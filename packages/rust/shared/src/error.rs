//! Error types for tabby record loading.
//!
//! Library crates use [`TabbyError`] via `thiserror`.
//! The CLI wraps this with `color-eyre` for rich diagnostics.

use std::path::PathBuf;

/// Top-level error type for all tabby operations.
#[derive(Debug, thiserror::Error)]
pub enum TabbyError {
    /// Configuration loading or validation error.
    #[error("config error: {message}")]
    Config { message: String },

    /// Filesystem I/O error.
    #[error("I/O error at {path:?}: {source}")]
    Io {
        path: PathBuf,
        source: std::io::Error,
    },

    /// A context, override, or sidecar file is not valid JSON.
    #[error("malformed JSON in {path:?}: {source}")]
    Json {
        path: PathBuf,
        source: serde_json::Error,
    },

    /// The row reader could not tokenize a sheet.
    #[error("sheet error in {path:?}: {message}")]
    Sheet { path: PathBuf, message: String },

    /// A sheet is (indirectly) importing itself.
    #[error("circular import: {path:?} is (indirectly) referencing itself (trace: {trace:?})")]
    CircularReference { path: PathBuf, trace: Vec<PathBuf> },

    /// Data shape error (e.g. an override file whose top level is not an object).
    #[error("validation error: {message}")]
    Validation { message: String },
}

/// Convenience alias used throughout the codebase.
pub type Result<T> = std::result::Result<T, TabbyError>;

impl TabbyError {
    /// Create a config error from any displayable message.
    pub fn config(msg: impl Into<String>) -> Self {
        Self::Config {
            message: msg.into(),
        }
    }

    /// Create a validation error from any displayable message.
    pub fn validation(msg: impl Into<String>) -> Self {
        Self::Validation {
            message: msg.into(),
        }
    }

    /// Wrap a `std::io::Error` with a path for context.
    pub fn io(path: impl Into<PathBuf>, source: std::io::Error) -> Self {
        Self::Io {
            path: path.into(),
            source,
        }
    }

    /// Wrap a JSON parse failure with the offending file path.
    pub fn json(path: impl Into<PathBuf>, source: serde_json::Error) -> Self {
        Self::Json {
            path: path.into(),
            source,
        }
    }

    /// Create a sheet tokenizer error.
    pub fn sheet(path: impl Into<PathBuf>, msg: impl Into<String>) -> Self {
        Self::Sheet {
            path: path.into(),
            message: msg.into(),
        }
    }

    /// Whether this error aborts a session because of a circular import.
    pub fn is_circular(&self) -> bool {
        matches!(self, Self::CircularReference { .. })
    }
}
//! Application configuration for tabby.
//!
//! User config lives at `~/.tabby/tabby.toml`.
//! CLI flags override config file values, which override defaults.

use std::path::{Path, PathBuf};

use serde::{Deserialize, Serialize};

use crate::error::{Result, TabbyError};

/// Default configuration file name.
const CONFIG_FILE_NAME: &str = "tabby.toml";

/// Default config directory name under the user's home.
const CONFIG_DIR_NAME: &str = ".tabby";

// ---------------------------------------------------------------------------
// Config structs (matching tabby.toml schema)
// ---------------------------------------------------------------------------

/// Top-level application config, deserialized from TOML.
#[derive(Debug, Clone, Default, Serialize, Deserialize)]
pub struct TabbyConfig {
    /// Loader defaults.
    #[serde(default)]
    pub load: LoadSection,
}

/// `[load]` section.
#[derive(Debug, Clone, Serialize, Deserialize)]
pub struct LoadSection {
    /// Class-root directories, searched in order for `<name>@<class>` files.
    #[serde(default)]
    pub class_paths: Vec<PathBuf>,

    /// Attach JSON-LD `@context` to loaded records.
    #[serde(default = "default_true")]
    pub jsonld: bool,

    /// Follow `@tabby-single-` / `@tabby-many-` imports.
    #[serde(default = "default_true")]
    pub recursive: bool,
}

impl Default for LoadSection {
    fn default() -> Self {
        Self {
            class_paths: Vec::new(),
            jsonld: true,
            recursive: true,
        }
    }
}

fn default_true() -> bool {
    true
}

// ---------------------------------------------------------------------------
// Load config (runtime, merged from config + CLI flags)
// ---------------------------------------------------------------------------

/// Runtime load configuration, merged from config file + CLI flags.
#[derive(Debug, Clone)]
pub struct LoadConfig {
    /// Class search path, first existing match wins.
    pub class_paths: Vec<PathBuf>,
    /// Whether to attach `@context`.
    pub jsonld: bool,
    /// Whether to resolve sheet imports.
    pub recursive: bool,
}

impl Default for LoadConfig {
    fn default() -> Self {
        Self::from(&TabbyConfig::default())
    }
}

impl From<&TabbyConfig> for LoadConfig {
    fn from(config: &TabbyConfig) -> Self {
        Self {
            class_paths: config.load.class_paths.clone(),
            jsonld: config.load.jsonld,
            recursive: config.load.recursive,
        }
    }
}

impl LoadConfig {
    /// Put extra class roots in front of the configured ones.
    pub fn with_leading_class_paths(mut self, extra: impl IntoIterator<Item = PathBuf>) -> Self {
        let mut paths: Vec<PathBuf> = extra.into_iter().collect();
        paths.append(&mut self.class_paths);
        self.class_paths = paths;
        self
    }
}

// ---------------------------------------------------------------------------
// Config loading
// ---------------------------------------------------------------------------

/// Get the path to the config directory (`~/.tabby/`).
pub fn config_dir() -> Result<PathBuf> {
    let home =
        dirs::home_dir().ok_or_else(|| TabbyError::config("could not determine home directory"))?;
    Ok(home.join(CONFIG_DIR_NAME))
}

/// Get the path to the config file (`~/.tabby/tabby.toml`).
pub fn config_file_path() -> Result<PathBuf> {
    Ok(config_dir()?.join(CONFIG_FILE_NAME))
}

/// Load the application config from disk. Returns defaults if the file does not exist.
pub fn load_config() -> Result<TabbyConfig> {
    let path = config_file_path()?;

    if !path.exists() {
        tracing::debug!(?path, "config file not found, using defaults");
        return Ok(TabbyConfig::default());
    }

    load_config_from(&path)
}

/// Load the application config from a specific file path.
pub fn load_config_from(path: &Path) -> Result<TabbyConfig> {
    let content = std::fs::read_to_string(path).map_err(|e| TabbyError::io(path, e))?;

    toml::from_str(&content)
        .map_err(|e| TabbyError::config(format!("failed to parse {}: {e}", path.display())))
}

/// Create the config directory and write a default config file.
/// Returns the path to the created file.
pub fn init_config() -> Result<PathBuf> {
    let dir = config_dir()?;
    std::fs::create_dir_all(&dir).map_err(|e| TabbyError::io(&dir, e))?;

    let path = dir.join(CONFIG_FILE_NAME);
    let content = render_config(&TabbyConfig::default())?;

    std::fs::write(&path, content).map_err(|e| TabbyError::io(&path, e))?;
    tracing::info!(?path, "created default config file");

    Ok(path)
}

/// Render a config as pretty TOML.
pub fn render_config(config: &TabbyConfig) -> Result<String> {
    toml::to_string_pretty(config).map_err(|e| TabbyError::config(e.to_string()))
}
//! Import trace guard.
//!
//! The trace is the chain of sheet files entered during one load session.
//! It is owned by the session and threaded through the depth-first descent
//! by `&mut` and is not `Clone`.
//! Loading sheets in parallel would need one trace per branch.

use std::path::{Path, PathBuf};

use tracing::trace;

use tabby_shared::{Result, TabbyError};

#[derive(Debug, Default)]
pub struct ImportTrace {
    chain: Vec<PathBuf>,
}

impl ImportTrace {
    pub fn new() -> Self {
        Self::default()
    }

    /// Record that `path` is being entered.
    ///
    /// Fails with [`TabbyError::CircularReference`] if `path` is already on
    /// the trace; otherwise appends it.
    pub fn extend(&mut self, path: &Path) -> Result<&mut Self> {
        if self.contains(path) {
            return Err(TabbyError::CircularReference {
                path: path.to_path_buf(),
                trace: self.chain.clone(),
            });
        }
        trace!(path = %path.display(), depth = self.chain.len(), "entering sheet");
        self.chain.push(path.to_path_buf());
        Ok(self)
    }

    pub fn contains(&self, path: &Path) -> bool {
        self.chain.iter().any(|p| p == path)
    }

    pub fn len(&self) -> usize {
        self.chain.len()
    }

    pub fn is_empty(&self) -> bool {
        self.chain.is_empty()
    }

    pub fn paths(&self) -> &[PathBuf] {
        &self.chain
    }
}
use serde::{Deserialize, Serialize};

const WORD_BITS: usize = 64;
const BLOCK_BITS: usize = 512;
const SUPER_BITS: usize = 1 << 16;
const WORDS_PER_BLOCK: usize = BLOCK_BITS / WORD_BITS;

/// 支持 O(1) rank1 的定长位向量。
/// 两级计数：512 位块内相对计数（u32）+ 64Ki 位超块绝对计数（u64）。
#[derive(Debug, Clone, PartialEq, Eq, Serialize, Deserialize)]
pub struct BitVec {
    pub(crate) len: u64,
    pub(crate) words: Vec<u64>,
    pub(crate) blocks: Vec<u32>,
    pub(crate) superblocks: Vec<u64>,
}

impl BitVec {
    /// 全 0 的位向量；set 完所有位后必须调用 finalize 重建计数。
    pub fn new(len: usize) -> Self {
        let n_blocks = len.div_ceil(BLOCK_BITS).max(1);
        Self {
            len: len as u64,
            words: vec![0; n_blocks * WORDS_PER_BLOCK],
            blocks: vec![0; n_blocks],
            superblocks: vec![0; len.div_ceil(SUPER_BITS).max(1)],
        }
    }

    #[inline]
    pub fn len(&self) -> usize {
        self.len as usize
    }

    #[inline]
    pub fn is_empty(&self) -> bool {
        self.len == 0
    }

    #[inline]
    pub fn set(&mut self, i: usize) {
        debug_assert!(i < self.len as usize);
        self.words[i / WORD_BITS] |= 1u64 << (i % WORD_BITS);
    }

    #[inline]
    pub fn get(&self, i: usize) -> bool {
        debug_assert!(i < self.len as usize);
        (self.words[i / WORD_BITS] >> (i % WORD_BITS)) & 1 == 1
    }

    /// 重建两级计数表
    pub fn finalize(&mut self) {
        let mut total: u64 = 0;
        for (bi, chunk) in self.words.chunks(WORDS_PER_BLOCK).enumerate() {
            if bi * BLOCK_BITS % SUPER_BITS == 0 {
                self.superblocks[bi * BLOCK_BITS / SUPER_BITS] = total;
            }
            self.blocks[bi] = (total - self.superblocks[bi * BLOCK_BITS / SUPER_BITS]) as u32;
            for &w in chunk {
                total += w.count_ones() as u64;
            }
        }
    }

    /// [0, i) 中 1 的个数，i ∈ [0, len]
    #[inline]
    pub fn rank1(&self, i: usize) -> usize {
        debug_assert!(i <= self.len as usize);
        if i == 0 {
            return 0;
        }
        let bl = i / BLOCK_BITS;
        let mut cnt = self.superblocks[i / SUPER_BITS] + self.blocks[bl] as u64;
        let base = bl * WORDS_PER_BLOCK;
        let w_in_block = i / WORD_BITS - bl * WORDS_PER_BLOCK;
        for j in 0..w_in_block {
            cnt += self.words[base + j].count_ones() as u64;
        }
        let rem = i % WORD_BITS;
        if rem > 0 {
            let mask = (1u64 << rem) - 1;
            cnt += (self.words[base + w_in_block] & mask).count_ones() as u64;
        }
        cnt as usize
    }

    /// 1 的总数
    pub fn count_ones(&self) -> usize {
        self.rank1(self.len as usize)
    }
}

========================================

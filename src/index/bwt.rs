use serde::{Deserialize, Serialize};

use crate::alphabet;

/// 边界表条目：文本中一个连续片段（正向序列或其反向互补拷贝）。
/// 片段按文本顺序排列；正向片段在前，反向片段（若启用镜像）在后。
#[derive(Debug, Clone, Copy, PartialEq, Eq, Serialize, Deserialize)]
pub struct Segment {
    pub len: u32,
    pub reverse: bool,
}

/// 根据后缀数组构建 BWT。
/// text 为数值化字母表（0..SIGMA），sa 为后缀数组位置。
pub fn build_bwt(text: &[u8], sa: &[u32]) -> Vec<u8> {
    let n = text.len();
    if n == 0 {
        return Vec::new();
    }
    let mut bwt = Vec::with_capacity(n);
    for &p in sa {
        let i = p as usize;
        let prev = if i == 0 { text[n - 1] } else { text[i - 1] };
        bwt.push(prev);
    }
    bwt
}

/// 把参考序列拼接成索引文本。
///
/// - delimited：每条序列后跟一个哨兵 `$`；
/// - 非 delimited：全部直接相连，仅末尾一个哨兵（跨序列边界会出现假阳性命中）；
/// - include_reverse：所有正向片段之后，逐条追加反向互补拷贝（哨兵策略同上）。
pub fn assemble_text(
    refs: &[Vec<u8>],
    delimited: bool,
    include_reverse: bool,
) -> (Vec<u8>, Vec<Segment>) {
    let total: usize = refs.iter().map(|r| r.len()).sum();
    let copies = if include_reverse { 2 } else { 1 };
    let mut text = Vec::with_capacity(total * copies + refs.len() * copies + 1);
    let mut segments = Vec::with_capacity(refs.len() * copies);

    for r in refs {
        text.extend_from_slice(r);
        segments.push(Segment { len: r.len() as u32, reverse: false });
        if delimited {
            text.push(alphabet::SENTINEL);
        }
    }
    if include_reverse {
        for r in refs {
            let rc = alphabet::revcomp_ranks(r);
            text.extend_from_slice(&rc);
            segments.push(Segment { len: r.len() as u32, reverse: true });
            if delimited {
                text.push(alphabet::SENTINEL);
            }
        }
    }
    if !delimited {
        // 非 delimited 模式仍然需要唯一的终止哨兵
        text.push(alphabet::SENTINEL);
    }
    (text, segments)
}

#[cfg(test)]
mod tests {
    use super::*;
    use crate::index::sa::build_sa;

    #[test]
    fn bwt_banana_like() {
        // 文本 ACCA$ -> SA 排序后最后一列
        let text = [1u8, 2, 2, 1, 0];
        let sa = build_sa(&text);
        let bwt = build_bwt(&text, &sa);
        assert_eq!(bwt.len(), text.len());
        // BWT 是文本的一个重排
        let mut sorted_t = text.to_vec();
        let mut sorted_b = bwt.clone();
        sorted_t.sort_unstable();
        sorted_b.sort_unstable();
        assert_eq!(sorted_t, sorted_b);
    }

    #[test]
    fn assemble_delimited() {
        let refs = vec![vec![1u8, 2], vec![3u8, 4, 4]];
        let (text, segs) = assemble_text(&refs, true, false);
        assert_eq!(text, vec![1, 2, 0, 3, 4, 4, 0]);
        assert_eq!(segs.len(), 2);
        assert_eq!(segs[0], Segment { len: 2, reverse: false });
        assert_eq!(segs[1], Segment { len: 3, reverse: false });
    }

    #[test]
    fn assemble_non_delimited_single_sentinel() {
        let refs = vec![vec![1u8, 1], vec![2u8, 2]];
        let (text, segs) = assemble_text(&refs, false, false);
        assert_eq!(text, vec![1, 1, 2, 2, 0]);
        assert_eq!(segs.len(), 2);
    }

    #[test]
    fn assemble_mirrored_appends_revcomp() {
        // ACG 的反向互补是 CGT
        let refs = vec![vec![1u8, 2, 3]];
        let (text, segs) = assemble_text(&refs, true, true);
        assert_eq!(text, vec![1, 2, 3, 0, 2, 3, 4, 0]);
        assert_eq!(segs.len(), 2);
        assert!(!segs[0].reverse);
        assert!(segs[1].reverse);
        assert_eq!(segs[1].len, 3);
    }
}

========================================

_What is being asked_.
From the listing above, return the lines starting at the one with "filename packages/rust/shared/src/error.rs" and ending at the one with "or validation error.", both kept, exactly as they appear and nothing more.

_Answer below_.
filename packages/rust/shared/src/error.rs
//! Error types for tabby record loading.
//!
//! Library crates use [`TabbyError`] via `thiserror`.
//! The CLI wraps this with `color-eyre` for rich diagnostics.

use std::path::PathBuf;

/// Top-level error type for all tabby operations.
#[derive(Debug, thiserror::Error)]
pub enum TabbyError {
    /// Configuration loading or validation error.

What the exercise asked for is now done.